» Task objective
Among the lines below, list those containing the string "buffers".

» Stored data
☆ ☆ ☆ ☆ ☆ ☆ ☆

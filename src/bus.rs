//! In-process publish/subscribe fan-out. Grounded on
//! `internal/pubsub/memory.go`: a `topic -> subscriber_id -> channel` map
//! behind one lock, bounded per-subscriber buffers, and non-blocking sends
//! so a slow subscriber can never stall the publisher or the other
//! subscribers on the same topic.

use dashmap::DashMap;
use serde::Serialize;
use tokio::sync::mpsc;
use uuid::Uuid;

/// Default per-subscriber channel capacity, matching the Go original's
/// buffer-of-100 "tolerate bursts" sizing.
pub const DEFAULT_CAPACITY: usize = 100;

#[derive(Debug, Clone)]
pub struct Message {
    pub topic: String,
    pub payload: Vec<u8>,
    pub sender_id: Option<String>,
}

#[derive(Debug, Clone, Default, Serialize)]
pub struct BusStats {
    pub active_topics: usize,
    pub total_subscribers: usize,
}

struct Subscriber {
    sender: mpsc::Sender<Message>,
}

/// Bounded, non-blocking topic fan-out shared behind an `Arc` by every
/// Session and the Engine.
pub struct Bus {
    topics: DashMap<String, DashMap<String, Subscriber>>,
    capacity: usize,
}

/// Handle returned by [`Bus::subscribe`]. Dropping it (or calling
/// [`Subscription::unsubscribe`] explicitly) removes the subscriber and
/// closes its channel.
pub struct Subscription {
    topic: String,
    id: String,
}

impl Bus {
    pub fn new() -> Self {
        Self::with_capacity(DEFAULT_CAPACITY)
    }

    pub fn with_capacity(capacity: usize) -> Self {
        Self {
            topics: DashMap::new(),
            capacity,
        }
    }

    /// Broadcasts `msg` to every subscriber of `msg.topic`. Full
    /// subscriber buffers are dropped silently rather than blocking the
    /// publisher; there are no subscribers for most topics most of the
    /// time, which is not an error.
    pub fn publish(&self, msg: Message) {
        let Some(subs) = self.topics.get(&msg.topic) else {
            return;
        };
        for entry in subs.iter() {
            let _ = entry.value().sender.try_send(msg.clone());
        }
    }

    /// Joins `topic`, returning a receiver and an unsubscribe handle.
    pub fn subscribe(&self, topic: &str) -> (mpsc::Receiver<Message>, Subscription) {
        let (tx, rx) = mpsc::channel(self.capacity);
        let id = Uuid::new_v4().to_string();
        self.topics
            .entry(topic.to_string())
            .or_default()
            .insert(id.clone(), Subscriber { sender: tx });
        (
            rx,
            Subscription {
                topic: topic.to_string(),
                id,
            },
        )
    }

    /// Idempotent: removing an already-removed subscriber is a no-op.
    pub fn unsubscribe(&self, sub: &Subscription) {
        if let Some(subs) = self.topics.get(&sub.topic) {
            subs.remove(&sub.id);
            let empty = subs.is_empty();
            drop(subs);
            if empty {
                self.topics.remove(&sub.topic);
            }
        }
    }

    pub fn stats(&self) -> BusStats {
        let active_topics = self.topics.len();
        let total_subscribers = self.topics.iter().map(|t| t.value().len()).sum();
        BusStats {
            active_topics,
            total_subscribers,
        }
    }
}

impl Default for Bus {
    fn default() -> Self {
        Self::new()
    }
}

#[cfg(test)]
mod tests {
    use super::*;

    fn msg(topic: &str, payload: &[u8]) -> Message {
        Message {
            topic: topic.to_string(),
            payload: payload.to_vec(),
            sender_id: None,
        }
    }

    #[tokio::test]
    async fn publish_with_no_subscribers_is_a_no_op() {
        let bus = Bus::new();
        bus.publish(msg("ws1", b"hello"));
    }

    #[tokio::test]
    async fn subscriber_receives_published_message() {
        let bus = Bus::new();
        let (mut rx, _sub) = bus.subscribe("ws1");
        bus.publish(msg("ws1", b"hello"));
        let received = rx.recv().await.unwrap();
        assert_eq!(received.payload, b"hello");
    }

    #[tokio::test]
    async fn unsubscribe_stops_delivery_and_cleans_up_empty_topic() {
        let bus = Bus::new();
        let (_rx, sub) = bus.subscribe("ws1");
        assert_eq!(bus.stats().active_topics, 1);
        bus.unsubscribe(&sub);
        assert_eq!(bus.stats().active_topics, 0);
        assert_eq!(bus.stats().total_subscribers, 0);
    }

    #[tokio::test]
    async fn full_subscriber_buffer_drops_rather_than_blocks() {
        let bus = Bus::with_capacity(1);
        let (rx, _sub) = bus.subscribe("ws1");
        bus.publish(msg("ws1", b"first"));
        bus.publish(msg("ws1", b"second")); // buffer full: dropped, not blocked
        drop(rx);
    }

    #[tokio::test]
    async fn stats_reflect_topics_and_subscriber_counts() {
        let bus = Bus::new();
        let (_a, _sub_a) = bus.subscribe("ws1");
        let (_b, _sub_b) = bus.subscribe("ws1");
        let (_c, _sub_c) = bus.subscribe("ws2");
        let stats = bus.stats();
        assert_eq!(stats.active_topics, 2);
        assert_eq!(stats.total_subscribers, 3);
    }
}
//! Prometheus metrics surface. Grounded on `internal/metrics/metrics.go`:
//! same metric names and shapes, registered into an owned `Registry`
//! instead of the Go original's package-level globals, so multiple
//! `Engine`/server instances in the same test process never collide on
//! the default registry.

use prometheus::{Encoder, Histogram, HistogramOpts, HistogramVec, IntCounter, IntGauge, Registry, TextEncoder};

use crate::error::{Result, SyncError};

pub struct Metrics {
    pub connections_active: IntGauge,
    pub messages_received_total: IntCounter,
    pub messages_broadcast_total: IntCounter,
    pub operations_total: IntCounter,
    pub operation_duration_seconds: HistogramVec,
    pub sync_latency_seconds: Histogram,
    registry: Registry,
}

impl Metrics {
    pub fn new() -> Result<Self> {
        let registry = Registry::new();

        let connections_active = IntGauge::new(
            "etherply_connections_active",
            "The total number of currently active WebSocket connections",
        )
        .map_err(metrics_err)?;

        let messages_received_total = IntCounter::new(
            "etherply_messages_received_total",
            "The total number of messages received from clients",
        )
        .map_err(metrics_err)?;

        let messages_broadcast_total = IntCounter::new(
            "etherply_messages_broadcast_total",
            "The total number of messages broadcast to clients",
        )
        .map_err(metrics_err)?;

        let operations_total = IntCounter::new(
            "etherply_operations_total",
            "The total number of processed sync operations",
        )
        .map_err(metrics_err)?;

        let operation_duration_seconds = HistogramVec::new(
            HistogramOpts::new(
                "etherply_operation_duration_seconds",
                "Time taken to process sync operations in seconds",
            ),
            &["strategy"],
        )
        .map_err(metrics_err)?;

        let sync_latency_seconds = Histogram::with_opts(HistogramOpts::new(
            "etherply_sync_latency_seconds",
            "Time taken to process sync messages in seconds",
        ))
        .map_err(metrics_err)?;

        registry
            .register(Box::new(connections_active.clone()))
            .map_err(metrics_err)?;
        registry
            .register(Box::new(messages_received_total.clone()))
            .map_err(metrics_err)?;
        registry
            .register(Box::new(messages_broadcast_total.clone()))
            .map_err(metrics_err)?;
        registry
            .register(Box::new(operations_total.clone()))
            .map_err(metrics_err)?;
        registry
            .register(Box::new(operation_duration_seconds.clone()))
            .map_err(metrics_err)?;
        registry
            .register(Box::new(sync_latency_seconds.clone()))
            .map_err(metrics_err)?;

        Ok(Self {
            connections_active,
            messages_received_total,
            messages_broadcast_total,
            operations_total,
            operation_duration_seconds,
            sync_latency_seconds,
            registry,
        })
    }

    /// Renders the registry in the Prometheus text exposition format.
    pub fn gather(&self) -> Result<String> {
        let encoder = TextEncoder::new();
        let families = self.registry.gather();
        let mut buf = Vec::new();
        encoder.encode(&families, &mut buf).map_err(metrics_err)?;
        String::from_utf8(buf).map_err(|e| SyncError::Internal(e.to_string()))
    }
}

fn metrics_err(e: impl std::fmt::Display) -> SyncError {
    SyncError::Internal(e.to_string())
}

#[cfg(test)]
mod tests {
    use super::*;

    #[test]
    fn registers_without_name_collisions() {
        let metrics = Metrics::new().unwrap();
        metrics.operations_total.inc();
        let text = metrics.gather().unwrap();
        assert!(text.contains("etherply_operations_total"));
    }
}
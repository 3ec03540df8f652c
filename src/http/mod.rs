//! HTTP + WebSocket surface. Grounded on `server/handler.go` (the
//! `/v1/sync/{workspace_id}` upgrade and `/v1/presence/{workspace_id}`
//! routes) and `server/health.go` (`/healthz`, `/readyz`), rebuilt on
//! `hyper` 0.14 + `hyper-tungstenite` instead of `net/http` + gorilla
//! websocket, with `matchit` doing the route-param extraction the Go
//! original did by hand with `strings.Split`. `/v1/stats` and
//! `/v1/presence/{workspace_id}` sit behind a short-lived `moka` response
//! cache, matching the teacher's `AppState.cache` pattern in
//! `native-server`.

use std::convert::Infallible;
use std::sync::Arc;
use std::time::{Duration, Instant};

use hyper::service::{make_service_fn, service_fn};
use hyper::{Body, Method, Request, Response, Server, StatusCode};
use matchit::Router;
use moka::future::Cache;

use crate::auth::Authenticator;
use crate::engine::Engine;
use crate::presence::PresenceManager;
use crate::session::{self, SessionContext};
use crate::store::Store;
use crate::webhook::WebhookDispatcher;

/// Short enough that an operator watching `/v1/stats` during an incident
/// still sees near-live numbers; long enough to absorb a dashboard
/// hammering the endpoint every few hundred milliseconds.
const RESPONSE_CACHE_TTL: Duration = Duration::from_secs(1);

pub struct AppState {
    pub engine: Arc<Engine>,
    pub presence: Arc<PresenceManager>,
    pub webhook: Arc<WebhookDispatcher>,
    pub authenticator: Arc<Authenticator>,
    pub store: Arc<dyn Store>,
    pub started_at: Instant,
    pub stats_cache: Cache<(), Arc<serde_json::Value>>,
    pub presence_cache: Cache<String, Arc<serde_json::Value>>,
}

impl AppState {
    /// Builds the two read-mostly response caches. Both use the same
    /// short TTL; a `workspace_id`'s presence entry is cheap to recompute,
    /// so eviction pressure never matters here, only staleness does.
    pub fn new_response_caches() -> (Cache<(), Arc<serde_json::Value>>, Cache<String, Arc<serde_json::Value>>) {
        let stats_cache = Cache::builder().time_to_live(RESPONSE_CACHE_TTL).build();
        let presence_cache = Cache::builder()
            .time_to_live(RESPONSE_CACHE_TTL)
            .max_capacity(10_000)
            .build();
        (stats_cache, presence_cache)
    }
}

#[derive(Clone, Copy)]
enum RouteKind {
    Presence,
    History,
    Sync,
}

fn router() -> Router<RouteKind> {
    let mut router = Router::new();
    router.insert("/v1/presence/{workspace_id}", RouteKind::Presence).unwrap();
    router.insert("/v1/history/{workspace_id}", RouteKind::History).unwrap();
    router.insert("/v1/sync/{workspace_id}", RouteKind::Sync).unwrap();
    router
}

pub async fn serve(addr: std::net::SocketAddr, state: Arc<AppState>, shutdown: impl std::future::Future<Output = ()>) -> crate::error::Result<()> {
    let router = Arc::new(router());

    let make_svc = make_service_fn(move |_conn| {
        let state = state.clone();
        let router = router.clone();
        async move {
            Ok::<_, Infallible>(service_fn(move |req| {
                handle(req, state.clone(), router.clone())
            }))
        }
    });

    let server = Server::bind(&addr)
        .serve(make_svc)
        .with_graceful_shutdown(shutdown);

    server
        .await
        .map_err(|e| crate::error::SyncError::Internal(e.to_string()))
}

async fn handle(mut req: Request<Body>, state: Arc<AppState>, router: Arc<Router<RouteKind>>) -> Result<Response<Body>, Infallible> {
    let path = req.uri().path().to_string();

    if path == "/healthz" {
        return Ok(handle_healthz(&state));
    }
    if path == "/readyz" {
        return Ok(handle_readyz(&state));
    }
    if path == "/v1/stats" {
        return Ok(handle_stats(&state).await);
    }

    let matched = match router.at(&path) {
        Ok(m) => m,
        Err(_) => return Ok(not_found()),
    };

    let workspace_id = matched.params.get("workspace_id").unwrap_or_default().to_string();

    match matched.value {
        RouteKind::Presence if req.method() == Method::GET => Ok(handle_presence(&state, &workspace_id).await),
        RouteKind::History if req.method() == Method::GET => Ok(handle_history(&state, &workspace_id)),
        RouteKind::Sync => handle_sync_upgrade(&mut req, state, workspace_id).await,
        _ => Ok(method_not_allowed()),
    }
}

fn handle_healthz(state: &AppState) -> Response<Body> {
    let uptime = state.started_at.elapsed().as_secs();
    let body = serde_json::json!({
        "status": "ok",
        "timestamp": rfc3339_now(),
        "uptime": format!("{uptime}s"),
    });
    json_response(StatusCode::OK, body)
}

fn handle_readyz(state: &AppState) -> Response<Body> {
    let (status, check) = match state.store.ping() {
        Ok(()) => (StatusCode::OK, "ok".to_string()),
        Err(e) => (StatusCode::SERVICE_UNAVAILABLE, format!("unhealthy: {e}")),
    };
    let body = serde_json::json!({
        "status": if status == StatusCode::OK { "ok" } else { "unhealthy" },
        "timestamp": rfc3339_now(),
        "checks": { "store": check },
    });
    json_response(status, body)
}

async fn handle_stats(state: &AppState) -> Response<Body> {
    if let Some(cached) = state.stats_cache.get(&()).await {
        return json_response(StatusCode::OK, (*cached).clone());
    }

    let bus_stats = state.engine.bus().stats();
    let engine_stats = match state.engine.stats() {
        Ok(s) => s,
        Err(e) => return json_response(StatusCode::INTERNAL_SERVER_ERROR, serde_json::json!({"error": e.to_string()})),
    };
    let body = serde_json::json!({
        "connections": { "active_topics": bus_stats.active_topics, "total_subscribers": bus_stats.total_subscribers },
        "persistence": { "workspaces": engine_stats.store.workspaces, "keys": engine_stats.store.keys, "strategy": engine_stats.strategy },
        "server_time": rfc3339_now(),
    });
    state.stats_cache.insert((), Arc::new(body.clone())).await;
    json_response(StatusCode::OK, body)
}

async fn handle_presence(state: &AppState, workspace_id: &str) -> Response<Body> {
    if let Some(cached) = state.presence_cache.get(workspace_id).await {
        return json_response(StatusCode::OK, (*cached).clone());
    }

    let users = state.presence.get_users(workspace_id);
    let body = serde_json::to_value(users).unwrap_or_default();
    state
        .presence_cache
        .insert(workspace_id.to_string(), Arc::new(body.clone()))
        .await;
    json_response(StatusCode::OK, body)
}

fn handle_history(state: &AppState, workspace_id: &str) -> Response<Body> {
    match state.engine.get_history(workspace_id) {
        Ok(history) => json_response(StatusCode::OK, serde_json::to_value(history).unwrap_or_default()),
        Err(e) => json_response(StatusCode::BAD_REQUEST, serde_json::json!({"error": e.to_string()})),
    }
}

async fn handle_sync_upgrade(req: &mut Request<Body>, state: Arc<AppState>, workspace_id: String) -> Result<Response<Body>, Infallible> {
    if !hyper_tungstenite::is_upgrade_request(req) {
        return Ok(Response::builder()
            .status(StatusCode::BAD_REQUEST)
            .body(Body::from("expected websocket upgrade"))
            .unwrap());
    }

    let query_token = req.uri().query().and_then(|q| extract_query_param(q, "token"));
    let header_auth = req
        .headers()
        .get(hyper::header::AUTHORIZATION)
        .and_then(|v| v.to_str().ok())
        .map(|s| s.to_string());

    let token = Authenticator::extract_token(header_auth.as_deref(), query_token.as_deref());
    let principal = match token.and_then(|t| state.authenticator.authenticate(t).ok()) {
        Some(p) => p,
        None => {
            return Ok(Response::builder()
                .status(StatusCode::UNAUTHORIZED)
                .body(Body::from("missing or invalid token"))
                .unwrap())
        }
    };

    let (mut response, websocket) = match hyper_tungstenite::upgrade(req, None) {
        Ok(pair) => pair,
        Err(e) => {
            return Ok(Response::builder()
                .status(StatusCode::BAD_REQUEST)
                .body(Body::from(format!("upgrade failed: {e}")))
                .unwrap())
        }
    };

    let session_id = session::new_session_id();
    response
        .headers_mut()
        .insert("X-Session-Id", session_id.parse().unwrap());

    let ctx = SessionContext {
        engine: state.engine.clone(),
        presence: state.presence.clone(),
        webhook: state.webhook.clone(),
        workspace_id,
        principal,
    };

    tokio::spawn(async move {
        match websocket.await {
            Ok(ws_stream) => session::run(ws_stream, ctx, session_id).await,
            Err(e) => tracing::warn!(error = %e, "websocket handshake failed"),
        }
    });

    Ok(response)
}

fn json_response(status: StatusCode, body: serde_json::Value) -> Response<Body> {
    Response::builder()
        .status(status)
        .header(hyper::header::CONTENT_TYPE, "application/json")
        .body(Body::from(body.to_string()))
        .unwrap()
}

fn not_found() -> Response<Body> {
    Response::builder()
        .status(StatusCode::NOT_FOUND)
        .body(Body::empty())
        .unwrap()
}

fn method_not_allowed() -> Response<Body> {
    Response::builder()
        .status(StatusCode::METHOD_NOT_ALLOWED)
        .body(Body::empty())
        .unwrap()
}

fn rfc3339_now() -> String {
    chrono::Utc::now().to_rfc3339()
}

/// Query token fallback exists because many browser duplex clients
/// cannot set headers; avoids pulling in a full URL query-string crate
/// for one parameter.
fn extract_query_param(query: &str, key: &str) -> Option<String> {
    query.split('&').find_map(|pair| {
        let (k, v) = pair.split_once('=')?;
        if k == key {
            Some(v.to_string())
        } else {
            None
        }
    })
}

☆ ☆ ☆ ☆ ☆ ☆ ☆

» Completed exercise
//! behind one lock, bounded per-subscriber buffers, and non-blocking sends
    /// subscriber buffers are dropped silently rather than blocking the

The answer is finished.